Exercise requirements
Each entry is to be output precisely as it appears.

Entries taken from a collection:

+-------+

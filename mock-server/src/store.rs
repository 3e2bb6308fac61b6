//! In-memory backend state: documents, reference data and number counters.

use std::collections::HashMap;
use std::path::Path;

use chrono::{DateTime, Datelike, Utc};
use uuid::Uuid;

use crate::error::BackendError;
use crate::{CreateDocument, CreateDocumentManual, Department, DocumentPath, DocumentType};

#[derive(Debug, Clone)]
pub struct User {
    pub id: String,
    pub department: String,
    pub section: String,
}

#[derive(Debug, Default)]
pub struct Backend {
    documents: Vec<DocumentPath>,
    departments: Vec<Department>,
    document_types: Vec<DocumentType>,
    users: Vec<User>,
    counters: HashMap<String, u32>,
}

impl Backend {
    pub fn new(
        departments: Vec<Department>,
        document_types: Vec<DocumentType>,
        users: Vec<User>,
    ) -> Self {
        Self {
            departments,
            document_types,
            users,
            ..Self::default()
        }
    }

    /// Reference data matching the production seed set.
    pub fn seeded() -> Self {
        let department = |code: &str, name: &str, sections: &[&str]| Department {
            code: code.to_string(),
            name: name.to_string(),
            sections: sections.iter().map(|s| s.to_string()).collect(),
        };
        let doc_type = |code: &str, description: &str, root: Option<&str>, active: bool| {
            DocumentType {
                code: code.to_string(),
                description: description.to_string(),
                root_directory: root.map(str::to_string),
                active,
            }
        };
        let user = |id: &str, department: &str, section: &str| User {
            id: id.to_string(),
            department: department.to_string(),
            section: section.to_string(),
        };

        Self::new(
            vec![
                department("G", "総務", &["I", "T"]),
                department("K", "分析", &["I"]),
            ],
            vec![
                doc_type("A", "契約書", Some("/docs/contracts/"), true),
                doc_type("D", "設計書", Some("/docs/design/"), true),
                doc_type("りん議", "稟議書", Some("/docs/ringi/"), true),
                doc_type("X", "旧書式", None, false),
            ],
            vec![user("user001", "G", "I"), user("user002", "K", "I")],
        )
    }

    pub fn departments(&self) -> Vec<Department> {
        self.departments.clone()
    }

    pub fn active_document_types(&self) -> Vec<DocumentType> {
        self.document_types.iter().filter(|t| t.active).cloned().collect()
    }

    pub fn create_auto(&mut self, input: CreateDocument) -> Result<DocumentPath, BackendError> {
        let doc_type = self.active_type(&input.type_code)?.clone();
        let user = self.user(&input.user_id)?.clone();

        let now = Utc::now();
        let number = self.next_number(&doc_type.code, &user, now);
        let root = doc_type.root_directory.as_deref().unwrap_or("/docs/");
        let file_path = format!("{}/{number}.pdf", root.trim_end_matches('/'));

        let doc = DocumentPath {
            id: Uuid::new_v4(),
            document_number: number,
            document_type: doc_type.code,
            department: user.department,
            section: user.section,
            business_task: input.task_id.filter(|t| !t.is_empty()),
            user_id: user.id,
            file_path,
            created_at: now,
            updated_at: now,
            generated: true,
            deleted: false,
        };
        self.documents.push(doc.clone());
        Ok(doc)
    }

    pub fn create_manual(
        &mut self,
        input: CreateDocumentManual,
    ) -> Result<DocumentPath, BackendError> {
        let type_code = self.active_type(&input.type_code)?.code.clone();
        require_absolute(&input.file_path)?;
        if self.documents.iter().any(|d| d.document_number == input.document_number) {
            return Err(BackendError::DuplicateDocumentNumber(input.document_number));
        }
        let user = self.user(&input.user_id)?.clone();

        let now = Utc::now();
        let doc = DocumentPath {
            id: Uuid::new_v4(),
            document_number: input.document_number,
            document_type: type_code,
            department: user.department,
            section: user.section,
            business_task: input.task_id.filter(|t| !t.is_empty()),
            user_id: user.id,
            file_path: input.file_path,
            created_at: now,
            updated_at: now,
            generated: false,
            deleted: false,
        };
        self.documents.push(doc.clone());
        Ok(doc)
    }

    /// Lookups include logically deleted documents.
    pub fn get(&self, id: Uuid) -> Result<DocumentPath, BackendError> {
        self.documents
            .iter()
            .find(|d| d.id == id)
            .cloned()
            .ok_or_else(|| BackendError::DocumentNotFound(id.to_string()))
    }

    pub fn get_by_number(&self, number: &str) -> Result<DocumentPath, BackendError> {
        self.documents
            .iter()
            .find(|d| d.document_number == number)
            .cloned()
            .ok_or_else(|| BackendError::DocumentNotFound(number.to_string()))
    }

    pub fn update_path(
        &mut self,
        id: Uuid,
        new_path: String,
    ) -> Result<DocumentPath, BackendError> {
        require_absolute(&new_path)?;
        let doc = self.get_mut(id)?;
        if doc.deleted {
            return Err(BackendError::Validation("Cannot update deleted document".to_string()));
        }
        doc.file_path = new_path;
        doc.updated_at = Utc::now();
        Ok(doc.clone())
    }

    pub fn delete(&mut self, id: Uuid) -> Result<DocumentPath, BackendError> {
        let doc = self.get_mut(id)?;
        if doc.deleted {
            return Err(BackendError::Validation("Document is already deleted".to_string()));
        }
        doc.deleted = true;
        doc.updated_at = Utc::now();
        Ok(doc.clone())
    }

    /// Substring match on the document number, active documents only, in
    /// creation order. No query lists every active document.
    pub fn search(&self, query: Option<&str>) -> Vec<DocumentPath> {
        self.documents
            .iter()
            .filter(|d| !d.deleted)
            .filter(|d| query.is_none_or(|q| d.document_number.contains(q)))
            .cloned()
            .collect()
    }

    pub fn list(&self) -> Vec<DocumentPath> {
        self.search(None)
    }

    fn get_mut(&mut self, id: Uuid) -> Result<&mut DocumentPath, BackendError> {
        self.documents
            .iter_mut()
            .find(|d| d.id == id)
            .ok_or_else(|| BackendError::DocumentNotFound(id.to_string()))
    }

    fn active_type(&self, code: &str) -> Result<&DocumentType, BackendError> {
        self.document_types
            .iter()
            .find(|t| t.code == code && t.active)
            .ok_or_else(|| BackendError::InvalidTypeCode(code.to_string()))
    }

    fn user(&self, id: &str) -> Result<&User, BackendError> {
        self.users
            .iter()
            .find(|u| u.id == id)
            .ok_or_else(|| BackendError::UserNotFound(id.to_string()))
    }

    /// `{type}{dept}{section}{YY}{MM}{seq:03}`, counted per type, department,
    /// section and month.
    fn next_number(&mut self, type_code: &str, user: &User, now: DateTime<Utc>) -> String {
        let (year, month) = (now.year(), now.month());
        let key = format!("{type_code}_{}_{}_{year:04}_{month:02}", user.department, user.section);
        let counter = self.counters.entry(key).or_insert(0);
        *counter += 1;
        format!(
            "{type_code}{}{}{:02}{month:02}{:03}",
            user.department,
            user.section,
            year % 100,
            counter
        )
    }
}

fn require_absolute(path: &str) -> Result<(), BackendError> {
    if Path::new(path).is_absolute() {
        Ok(())
    } else {
        Err(BackendError::RelativePathNotAllowed)
    }
}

+-------+

Reply
filename mock-server/src/store.rs
repository 3e2bb6308fac61b6
//! In-memory backend state: documents, reference data and number counters.

use std::collections::HashMap;
use std::path::Path;

use chrono::{DateTime, Datelike, Utc};
use uuid::Uuid;

use crate::error::BackendError;
use crate::{CreateDocument, CreateDocumentManual, Department, DocumentPath, DocumentType};

#[derive(Debug, Clone)]
pub struct User {
    pub id: String,
    pub department: String,
    pub section: String,
}

#[derive(Debug, Default)]
pub struct Backend {
    documents: Vec<DocumentPath>,
    departments: Vec<Department>,
    document_types: Vec<DocumentType>,
    users: Vec<User>,
    counters: HashMap<String, u32>,
}

impl Backend {
    pub fn new(
        departments: Vec<Department>,
        document_types: Vec<DocumentType>,
        users: Vec<User>,
    ) -> Self {
        Self {
            departments,
            document_types,
            users,
            ..Self::default()
        }
    }

    /// Reference data matching the production seed set.
    pub fn seeded() -> Self {
        let department = |code: &str, name: &str, sections: &[&str]| Department {
            code: code.to_string(),
            name: name.to_string(),
            sections: sections.iter().map(|s| s.to_string()).collect(),
        };
        let doc_type = |code: &str, description: &str, root: Option<&str>, active: bool| {
            DocumentType {
                code: code.to_string(),
                description: description.to_string(),
                root_directory: root.map(str::to_string),
                active,
            }
        };
        let user = |id: &str, department: &str, section: &str| User {
            id: id.to_string(),
            department: department.to_string(),
            section: section.to_string(),
        };

        Self::new(
            vec![
                department("G", "総務", &["I", "T"]),
                department("K", "分析", &["I"]),
            ],
            vec![
                doc_type("A", "契約書", Some("/docs/contracts/"), true),
                doc_type("D", "設計書", Some("/docs/design/"), true),
                doc_type("りん議", "稟議書", Some("/docs/ringi/"), true),
                doc_type("X", "旧書式", None, false),
            ],
            vec![user("user001", "G", "I"), user("user002", "K", "I")],
        )
    }

    pub fn departments(&self) -> Vec<Department> {
        self.departments.clone()
    }

    pub fn active_document_types(&self) -> Vec<DocumentType> {
        self.document_types.iter().filter(|t| t.active).cloned().collect()
    }

    pub fn create_auto(&mut self, input: CreateDocument) -> Result<DocumentPath, BackendError> {
        let doc_type = self.active_type(&input.type_code)?.clone();
        let user = self.user(&input.user_id)?.clone();

        let now = Utc::now();
        let number = self.next_number(&doc_type.code, &user, now);
        let root = doc_type.root_directory.as_deref().unwrap_or("/docs/");
        let file_path = format!("{}/{number}.pdf", root.trim_end_matches('/'));

        let doc = DocumentPath {
            id: Uuid::new_v4(),
            document_number: number,
            document_type: doc_type.code,
            department: user.department,
            section: user.section,
            business_task: input.task_id.filter(|t| !t.is_empty()),
            user_id: user.id,
            file_path,
            created_at: now,
            updated_at: now,
            generated: true,
            deleted: false,
        };
        self.documents.push(doc.clone());
        Ok(doc)
    }

    pub fn create_manual(
        &mut self,
        input: CreateDocumentManual,
    ) -> Result<DocumentPath, BackendError> {
        let type_code = self.active_type(&input.type_code)?.code.clone();
        require_absolute(&input.file_path)?;
        if self.documents.iter().any(|d| d.document_number == input.document_number) {
            return Err(BackendError::DuplicateDocumentNumber(input.document_number));
        }
        let user = self.user(&input.user_id)?.clone();

        let now = Utc::now();
        let doc = DocumentPath {
            id: Uuid::new_v4(),
            document_number: input.document_number,
            document_type: type_code,
            department: user.department,
            section: user.section,
            business_task: input.task_id.filter(|t| !t.is_empty()),
            user_id: user.id,
            file_path: input.file_path,
            created_at: now,
            updated_at: now,
            generated: false,
            deleted: false,
        };
        self.documents.push(doc.clone());
        Ok(doc)
    }

    /// Lookups include logically deleted documents.
    pub fn get(&self, id: Uuid) -> Result<DocumentPath, BackendError> {
        self.documents
            .iter()
            .find(|d| d.id == id)
            .cloned()
            .ok_or_else(|| BackendError::DocumentNotFound(id.to_string()))
    }

    pub fn get_by_number(&self, number: &str) -> Result<DocumentPath, BackendError> {
        self.documents
            .iter()
            .find(|d| d.document_number == number)
            .cloned()
            .ok_or_else(|| BackendError::DocumentNotFound(number.to_string()))
    }

    pub fn update_path(
        &mut self,
        id: Uuid,
        new_path: String,
    ) -> Result<DocumentPath, BackendError> {
        require_absolute(&new_path)?;
        let doc = self.get_mut(id)?;
        if doc.deleted {
            return Err(BackendError::Validation("Cannot update deleted document".to_string()));
        }
        doc.file_path = new_path;
        doc.updated_at = Utc::now();
        Ok(doc.clone())
    }

    pub fn delete(&mut self, id: Uuid) -> Result<DocumentPath, BackendError> {
        let doc = self.get_mut(id)?;
        if doc.deleted {
            return Err(BackendError::Validation("Document is already deleted".to_string()));
        }
        doc.deleted = true;
        doc.updated_at = Utc::now();
        Ok(doc.clone())
    }

    /// Substring match on the document number, active documents only, in
    /// creation order. No query lists every active document.
    pub fn search(&self, query: Option<&str>) -> Vec<DocumentPath> {
        self.documents
            .iter()
            .filter(|d| !d.deleted)
            .filter(|d| query.is_none_or(|q| d.document_number.contains(q)))
            .cloned()
            .collect()
    }

    pub fn list(&self) -> Vec<DocumentPath> {
        self.search(None)
    }

    fn get_mut(&mut self, id: Uuid) -> Result<&mut DocumentPath, BackendError> {
        self.documents
            .iter_mut()
            .find(|d| d.id == id)
            .ok_or_else(|| BackendError::DocumentNotFound(id.to_string()))
    }

    fn active_type(&self, code: &str) -> Result<&DocumentType, BackendError> {
        self.document_types
            .iter()
            .find(|t| t.code == code && t.active)
            .ok_or_else(|| BackendError::InvalidTypeCode(code.to_string()))
    }

    fn user(&self, id: &str) -> Result<&User, BackendError> {
        self.users
            .iter()
            .find(|u| u.id == id)
            .ok_or_else(|| BackendError::UserNotFound(id.to_string()))
    }

    /// `{type}{dept}{section}{YY}{MM}{seq:03}`, counted per type, department,
    /// section and month.
    fn next_number(&mut self, type_code: &str, user: &User, now: DateTime<Utc>) -> String {
        let (year, month) = (now.year(), now.month());
        let key = format!("{type_code}_{}_{}_{year:04}_{month:02}", user.department, user.section);
        let counter = self.counters.entry(key).or_insert(0);
        *counter += 1;
        format!(
            "{type_code}{}{}{:02}{month:02}{:03}",
            user.department,
            user.section,
            year % 100,
            counter
        )
    }
}

fn require_absolute(path: &str) -> Result<(), BackendError> {
    if Path::new(path).is_absolute() {
        Ok(())
    } else {
        Err(BackendError::RelativePathNotAllowed)
    }
}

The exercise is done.